• **Task goal**: Copy every line of the data that contains the string "typed".
** Provided records follows **
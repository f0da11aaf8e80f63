//! CLI argument definitions and shared statics.

use clap::{ArgAction, Parser, Subcommand};
use std::path::PathBuf;
use std::sync::OnceLock;

pub static FILE_GUARD: OnceLock<tracing_appender::non_blocking::WorkerGuard> = OnceLock::new();
/// Whether the user asked for JSON output (controls structured error output).
pub static JSON_MODE: OnceLock<bool> = OnceLock::new();

#[derive(Parser, Debug)]
#[command(name = "actuator", version, about = "Linear-actuator control CLI")]
pub struct Cli {
    /// Path to config TOML (typed)
    #[arg(long, value_name = "FILE", default_value = "etc/actuator.toml")]
    pub config: PathBuf,

    /// Emit results and errors as JSON
    #[arg(long, action = ArgAction::SetTrue)]
    pub json: bool,

    /// Console log level (error|warn|info|debug|trace)
    #[arg(long = "log-level", value_name = "LEVEL", default_value = "info")]
    pub log_level: String,

    /// Full-travel time of the simulated actuator (simulation builds only)
    #[arg(long, value_name = "MS", default_value_t = 1200)]
    pub sim_travel_ms: u32,

    /// Command to execute
    #[command(subcommand)]
    pub cmd: Commands,
}

#[derive(Subcommand, Debug)]
pub enum Commands {
    /// Run a homing calibration and park at the midpoint
    Home {
        /// Supervision: stop and latch an error if the run exceeds this many ms
        #[arg(long, value_name = "MS", default_value_t = 60_000)]
        max_run_ms: u32,
    },
    /// Drive to the extend limit and stop
    Extend {
        /// Supervision: stop and latch an error if the run exceeds this many ms
        #[arg(long, value_name = "MS", default_value_t = 30_000)]
        max_run_ms: u32,
    },
    /// Drive to the shrink limit and stop
    Shrink {
        /// Supervision: stop and latch an error if the run exceeds this many ms
        #[arg(long, value_name = "MS", default_value_t = 30_000)]
        max_run_ms: u32,
    },
}
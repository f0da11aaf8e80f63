use std::thread;
use std::time::Duration;

/// Monotonic millisecond clock abstraction for host control loops.
///
/// - now_ms(): milliseconds since an arbitrary origin, wrapping at `u32::MAX`
///   like a 32-bit hardware tick counter
/// - sleep(): sleeps for the provided duration (implementations may simulate)
///
/// Consumers must take differences with `wrapping_sub` so a single rollover
/// is handled transparently.
pub trait Clock {
    fn now_ms(&self) -> u32;
    fn sleep(&self, d: Duration);
}

/// Default, real-time monotonic clock backed by `std::time::Instant`.
#[derive(Debug, Clone, Copy)]
pub struct MonotonicClock {
    origin: std::time::Instant,
}

impl MonotonicClock {
    #[inline]
    pub fn new() -> Self {
        Self {
            origin: std::time::Instant::now(),
        }
    }
}

impl Default for MonotonicClock {
    fn default() -> Self {
        Self::new()
    }
}

impl Clock for MonotonicClock {
    #[inline]
    fn now_ms(&self) -> u32 {
        // Truncation is the wrap: the low 32 bits of the millisecond count.
        self.origin.elapsed().as_millis() as u32
    }

    #[inline]
    fn sleep(&self, d: Duration) {
        if d.is_zero() {
            return;
        }
        thread::sleep(d);
    }
}


#[cfg(test)]
mod tests {
    use super::test_clock::ManualClock;
    use super::*;

    #[test]
    fn manual_clock_wraps_through_rollover() {
        let clk = ManualClock::new();
        clk.set(u32::MAX - 5);
        let before = clk.now_ms();
        clk.advance(10);
        let after = clk.now_ms();
        assert_eq!(after, 4);
        assert_eq!(after.wrapping_sub(before), 10);
    }

    #[test]
    fn monotonic_clock_does_not_go_backwards() {
        let clk = MonotonicClock::new();
        let a = clk.now_ms();
        clk.sleep(Duration::from_millis(2));
        let b = clk.now_ms();
        assert!(b.wrapping_sub(a) >= 2);
    }
}
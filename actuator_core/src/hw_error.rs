//! Maps `Box<dyn Error>` from trait boundaries to typed `ActuatorError`.
//!
//! The traits in `actuator_traits` use `Box<dyn Error + Send + Sync>` for
//! maximum flexibility; this module converts those to our typed error enum,
//! with an optional feature-gated path for `actuator_hardware::HwError`
//! downcasting.

use crate::error::ActuatorError;

/// Map a trait-boundary error to a typed `ActuatorError`.
///
/// Attempts to downcast known hardware error types first, then falls back
/// to a generic hardware error.
pub fn map_hw_error(e: &(dyn std::error::Error + 'static)) -> ActuatorError {
    // Feature-gated: try to downcast to HwError for precise mapping
    #[cfg(feature = "hardware-errors")]
    {
        if let Some(hw) = e.downcast_ref::<actuator_hardware::error::HwError>() {
            return ActuatorError::HardwareFault(hw.to_string());
        }
    }

    ActuatorError::Hardware(e.to_string())
}
//! Motion state and homing phases.

/// Externally visible motion state of the actuator.
///
/// `Error` is never entered by the core's own transitions except through the
/// optional stuck-phase guard; it is otherwise set by a supervising layer via
/// `Actuator::set_error` and never self-clears.
#[derive(Debug, Clone, Copy, PartialEq, Eq)]
pub enum MotionState {
    /// Not driving. Both control lines de-asserted.
    Idle,
    /// Driving toward the extend limit switch.
    Extending,
    /// Driving toward the shrink limit switch.
    Shrinking,
    /// Latched fault. The drive is re-stopped on every update cycle.
    Error,
}

/// Sub-phase of a homing run. Meaningful only while homing is active.
#[derive(Debug, Clone, Copy, PartialEq, Eq)]
pub enum HomingPhase {
    /// Driving to the shrink reference before any measurement is trusted.
    Init,
    /// Timing the shrink-to-extend traversal.
    MeasureExtend,
    /// Timing the extend-to-shrink traversal.
    MeasureShrink,
    /// Driving extend for half the measured extend time, then parking.
    MoveToMiddle,
}
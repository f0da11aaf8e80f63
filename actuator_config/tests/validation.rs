use actuator_config::load_toml;
use rstest::rstest;

const GOOD: &str = r#"
[pins]
extend_switch = 17
shrink_switch = 27
extend_drive = 23
shrink_drive = 24
led_extend = 5
led_shrink = 6

[switches]
extend_active_high = false
shrink_active_high = false
debounce_ms = 20

[drive]
extend_active_high = true
shrink_active_high = true

[homing]
max_phase_ms = 15000
period_ms = 5

[logging]
level = "debug"
"#;

#[test]
fn full_config_parses_and_validates() {
    let cfg = load_toml(GOOD).expect("parse");
    cfg.validate().expect("validate");
    assert_eq!(cfg.pins.extend_switch, 17);
    assert_eq!(cfg.switches.debounce_ms, 20);
    assert_eq!(cfg.homing.max_phase_ms, 15_000);
    assert_eq!(cfg.logging.level.as_deref(), Some("debug"));
}

#[test]
fn minimal_config_gets_documented_defaults() {
    let cfg = load_toml(
        r#"
[pins]
extend_switch = 17
shrink_switch = 27
extend_drive = 23
shrink_drive = 24
"#,
    )
    .expect("parse");
    cfg.validate().expect("validate");
    assert!(!cfg.switches.extend_active_high);
    assert_eq!(cfg.switches.debounce_ms, 20);
    assert!(cfg.drive.extend_active_high);
    assert_eq!(cfg.homing.max_phase_ms, 0, "guard disabled by default");
    assert_eq!(cfg.homing.period_ms, 5);
    assert!(cfg.pins.led_extend.is_none());
}

#[test]
fn missing_pins_table_is_a_parse_error() {
    assert!(load_toml("[switches]\ndebounce_ms = 10\n").is_err());
}

#[rstest]
#[case("debounce_ms = 0", "[homing]\nperiod_ms = 5", "debounce_ms")]
#[case("debounce_ms = 20", "[homing]\nperiod_ms = 0", "period_ms")]
#[case("debounce_ms = 5", "[homing]\nperiod_ms = 10", "must not exceed")]
fn bad_timing_is_rejected(
    #[case] switches_line: &str,
    #[case] homing_table: &str,
    #[case] expected: &str,
) {
    let toml = format!(
        r#"
[pins]
extend_switch = 17
shrink_switch = 27
extend_drive = 23
shrink_drive = 24

[switches]
{switches_line}

{homing_table}
"#
    );
    let cfg = load_toml(&toml).expect("parse");
    let err = cfg.validate().expect_err("must fail validation");
    assert!(
        format!("{err}").contains(expected),
        "unexpected error: {err}"
    );
}

#[test]
fn duplicate_pin_assignment_is_rejected() {
    let cfg = load_toml(
        r#"
[pins]
extend_switch = 17
shrink_switch = 17
extend_drive = 23
shrink_drive = 24
"#,
    )
    .expect("parse");
    let err = cfg.validate().expect_err("duplicate pin must fail");
    assert!(format!("{err}").contains("same pin"));
}

#[test]
fn config_loads_from_a_file_on_disk() {
    use std::io::Write;
    let mut f = tempfile::NamedTempFile::new().expect("tempfile");
    f.write_all(GOOD.as_bytes()).expect("write");
    let text = std::fs::read_to_string(f.path()).expect("read");
    let cfg = load_toml(&text).expect("parse");
    cfg.validate().expect("validate");
}
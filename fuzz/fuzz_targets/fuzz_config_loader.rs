#![no_main]
use libfuzzer_sys::fuzz_target;

fuzz_target!(|data: &str| {
    // We fuzz TOML parsing of Config and ensure it never panics and rejects invalids gracefully.
    // Accept both parse errors and validation errors, but do not allow panics.
    let parsed = toml::from_str::<actuator_config::Config>(data);
    match parsed {
        Ok(cfg) => {
            // Ensure validate() does not panic
            let _ = cfg.validate();
        }
        Err(_e) => {
            // parse error is acceptable
        }
    }
});
//! The actuator state machine (`Actuator`).
//!
//! Drives each control cycle: limit-switch sampling through the debounce
//! filters, homing phase supervision with travel-time measurement, the simple
//! motion transitions, and drive-command application through the injected
//! output port.
//!
//! `update` never blocks; all timing is expressed as wrapping differences
//! against the externally supplied monotonic millisecond timestamp. The
//! caller is responsible for invoking `update` at a bounded cadence of at
//! least a few calls per debounce window.

use actuator_traits::{Drive, Switches};
use eyre::WrapErr;

use crate::command::DriveCommand;
use crate::config::ActuatorCfg;
use crate::debounce::Debounce;
use crate::error::Result;
use crate::hw_error::map_hw_error;
use crate::state::{HomingPhase, MotionState};

/// Control core for one linear actuator with two limit switches.
///
/// Owns both debounce filters exclusively; single-threaded, consumer-paced.
pub struct Actuator<S: Switches, D: Drive> {
    pub(crate) switches: S,
    pub(crate) drive: D,
    pub(crate) cfg: ActuatorCfg,

    pub(crate) state: MotionState,
    pub(crate) homing: Option<HomingPhase>,
    /// Measurement reference for the current homing phase. `None` until the
    /// Init phase has reached the shrink limit; an explicit flag rather than
    /// a zero-timestamp sentinel so t=0 stays a legitimate timestamp.
    pub(crate) phase_start: Option<u32>,
    /// First update timestamp seen in the current homing phase, for the
    /// optional stuck-phase guard.
    pub(crate) phase_entered: Option<u32>,
    pub(crate) extend_ms: u32,
    pub(crate) shrink_ms: u32,

    pub(crate) extend_switch: Debounce,
    pub(crate) shrink_switch: Debounce,
}

impl<S: Switches, D: Drive> core::fmt::Debug for Actuator<S, D> {
    fn fmt(&self, f: &mut core::fmt::Formatter<'_>) -> core::fmt::Result {
        f.debug_struct("Actuator")
            .field("state", &self.state)
            .field("homing", &self.homing)
            .field("extend_ms", &self.extend_ms)
            .field("shrink_ms", &self.shrink_ms)
            .finish()
    }
}

impl<S: Switches, D: Drive> Actuator<S, D> {
    pub(crate) fn from_parts(switches: S, drive: D, cfg: ActuatorCfg) -> Self {
        let extend_switch = Debounce::new(cfg.switches.extend_active_high, cfg.switches.debounce_ms);
        let shrink_switch = Debounce::new(cfg.switches.shrink_active_high, cfg.switches.debounce_ms);
        Self {
            switches,
            drive,
            cfg,
            state: MotionState::Idle,
            homing: None,
            phase_start: None,
            phase_entered: None,
            extend_ms: 0,
            shrink_ms: 0,
            extend_switch,
            shrink_switch,
        }
    }

    // ── Queries ──────────────────────────────────────────────────────────────

    /// Current motion state.
    pub fn state(&self) -> MotionState {
        self.state
    }

    /// Whether a homing run is in progress.
    pub fn is_homing(&self) -> bool {
        self.homing.is_some()
    }

    /// Current homing phase, if a homing run is in progress.
    pub fn homing_phase(&self) -> Option<HomingPhase> {
        self.homing
    }

    /// Latched error state.
    pub fn has_error(&self) -> bool {
        self.state == MotionState::Error
    }

    /// Measured shrink-to-extend travel time (ms). 0 until a homing run has
    /// completed the MeasureExtend phase.
    pub fn extend_travel_ms(&self) -> u32 {
        self.extend_ms
    }

    /// Measured extend-to-shrink travel time (ms). 0 until a homing run has
    /// completed the MeasureShrink phase.
    pub fn shrink_travel_ms(&self) -> u32 {
        self.shrink_ms
    }

    // ── Commands ─────────────────────────────────────────────────────────────

    /// Drive toward the extend limit. Must not be called while homing; the
    /// core does not guard against it.
    pub fn extend(&mut self) -> Result<()> {
        self.apply(DriveCommand::Extend)?;
        self.state = MotionState::Extending;
        Ok(())
    }

    /// Drive toward the shrink limit. Must not be called while homing; the
    /// core does not guard against it.
    pub fn shrink(&mut self) -> Result<()> {
        self.apply(DriveCommand::Shrink)?;
        self.state = MotionState::Shrinking;
        Ok(())
    }

    /// De-assert both control lines and indicators.
    pub fn stop(&mut self) -> Result<()> {
        self.apply(DriveCommand::Stop)?;
        self.state = MotionState::Idle;
        Ok(())
    }

    /// Latch the error state (supervising-layer entry point). Stops the
    /// drive; the state does not self-clear and every subsequent update
    /// re-issues the stop.
    pub fn set_error(&mut self) -> Result<()> {
        self.homing = None;
        self.phase_start = None;
        self.phase_entered = None;
        self.apply(DriveCommand::Stop)?;
        self.state = MotionState::Error;
        Ok(())
    }

    /// Begin (or restart) a homing run. Unconditional: a run already in
    /// progress is restarted, not rejected. Homing always starts by driving
    /// toward the shrink reference so measurements begin from a known point.
    pub fn start_homing(&mut self) -> Result<()> {
        self.extend_ms = 0;
        self.shrink_ms = 0;
        self.phase_start = None;
        self.phase_entered = None;
        self.homing = Some(HomingPhase::Init);
        tracing::debug!("homing started");
        self.apply(DriveCommand::Shrink)?;
        self.state = MotionState::Shrinking;
        Ok(())
    }

    /// One control cycle: sample and debounce both switches, then run either
    /// the homing phase table or the simple motion transitions.
    pub fn update(&mut self, now_ms: u32) -> Result<()> {
        self.sample_switches(now_ms)?;
        if self.homing.is_some() {
            self.update_homing(now_ms)
        } else {
            self.update_motion()
        }
    }

    // ── Private: control cycle pieces ────────────────────────────────────────

    fn sample_switches(&mut self, now_ms: u32) -> Result<()> {
        let raw_extend = self
            .switches
            .read_extend()
            .map_err(|e| eyre::Report::new(map_hw_error(&*e)))
            .wrap_err("reading extend limit switch")?;
        let raw_shrink = self
            .switches
            .read_shrink()
            .map_err(|e| eyre::Report::new(map_hw_error(&*e)))
            .wrap_err("reading shrink limit switch")?;
        self.extend_switch.update(raw_extend, now_ms);
        self.shrink_switch.update(raw_shrink, now_ms);
        Ok(())
    }

    fn update_homing(&mut self, now: u32) -> Result<()> {
        let Some(phase) = self.homing else {
            return Ok(());
        };

        // Optional stuck-phase guard: a wedged or missing switch otherwise
        // stalls the phase forever.
        let entered = *self.phase_entered.get_or_insert(now);
        let max_phase_ms = self.cfg.homing.max_phase_ms;
        if max_phase_ms > 0 && now.wrapping_sub(entered) >= max_phase_ms {
            tracing::warn!(?phase, max_phase_ms, "homing phase overran guard");
            self.homing = None;
            self.phase_start = None;
            self.phase_entered = None;
            self.apply(DriveCommand::Stop)?;
            self.state = MotionState::Error;
            return Ok(());
        }

        match phase {
            HomingPhase::Init => {
                if self.shrink_switch.is_pressed() {
                    // Shrink reference reached; timing starts here.
                    self.phase_start = Some(now);
                    self.enter_phase(HomingPhase::MeasureExtend);
                    self.apply(DriveCommand::Extend)?;
                    self.state = MotionState::Extending;
                }
            }
            HomingPhase::MeasureExtend => {
                if self.extend_switch.is_pressed() {
                    if let Some(start) = self.phase_start {
                        self.extend_ms = now.wrapping_sub(start);
                    }
                    tracing::debug!(extend_ms = self.extend_ms, "extend travel measured");
                    self.phase_start = Some(now);
                    self.enter_phase(HomingPhase::MeasureShrink);
                    self.apply(DriveCommand::Shrink)?;
                    self.state = MotionState::Shrinking;
                }
            }
            HomingPhase::MeasureShrink => {
                if self.shrink_switch.is_pressed() {
                    if let Some(start) = self.phase_start {
                        self.shrink_ms = now.wrapping_sub(start);
                    }
                    tracing::debug!(shrink_ms = self.shrink_ms, "shrink travel measured");
                    self.phase_start = Some(now);
                    self.enter_phase(HomingPhase::MoveToMiddle);
                    self.apply(DriveCommand::Extend)?;
                    self.state = MotionState::Extending;
                }
            }
            HomingPhase::MoveToMiddle => {
                // Truncating division: the observed calibration behavior.
                let hold_ms = self.extend_ms / 2;
                if let Some(start) = self.phase_start
                    && now.wrapping_sub(start) >= hold_ms
                {
                    tracing::debug!(
                        extend_ms = self.extend_ms,
                        shrink_ms = self.shrink_ms,
                        "homing complete, parked at midpoint"
                    );
                    self.homing = None;
                    self.phase_start = None;
                    self.phase_entered = None;
                    self.apply(DriveCommand::Stop)?;
                    self.state = MotionState::Idle;
                }
            }
        }
        Ok(())
    }

    fn update_motion(&mut self) -> Result<()> {
        match self.state {
            MotionState::Extending => {
                if self.extend_switch.is_pressed() {
                    self.stop()?;
                }
            }
            MotionState::Shrinking => {
                if self.shrink_switch.is_pressed() {
                    self.stop()?;
                }
            }
            MotionState::Idle => {}
            MotionState::Error => {
                // Re-issue stop every cycle; the state never self-clears.
                self.apply(DriveCommand::Stop)?;
            }
        }
        Ok(())
    }

    fn enter_phase(&mut self, phase: HomingPhase) {
        tracing::debug!(?phase, "homing phase entered");
        self.homing = Some(phase);
        self.phase_entered = None;
    }

    /// Apply a drive command through the output port. Idempotent; issued
    /// without "already in this state" checks.
    fn apply(&mut self, cmd: DriveCommand) -> Result<()> {
        let levels = cmd.levels(&self.cfg.drive);
        self.drive
            .set_extend_line(levels.extend_line)
            .map_err(|e| eyre::Report::new(map_hw_error(&*e)))
            .wrap_err("writing extend control line")?;
        self.drive
            .set_shrink_line(levels.shrink_line)
            .map_err(|e| eyre::Report::new(map_hw_error(&*e)))
            .wrap_err("writing shrink control line")?;
        self.drive
            .set_extend_indicator(levels.extend_indicator)
            .map_err(|e| eyre::Report::new(map_hw_error(&*e)))
            .wrap_err("writing extend indicator")?;
        self.drive
            .set_shrink_indicator(levels.shrink_indicator)
            .map_err(|e| eyre::Report::new(map_hw_error(&*e)))
            .wrap_err("writing shrink indicator")?;
        Ok(())
    }
}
** End of Provided records **
• **Response to the task**:
    /// Path to config TOML (typed)
//! Maps `Box<dyn Error>` from trait boundaries to typed `ActuatorError`.
//! maximum flexibility; this module converts those to our typed error enum,
/// Map a trait-boundary error to a typed `ActuatorError`.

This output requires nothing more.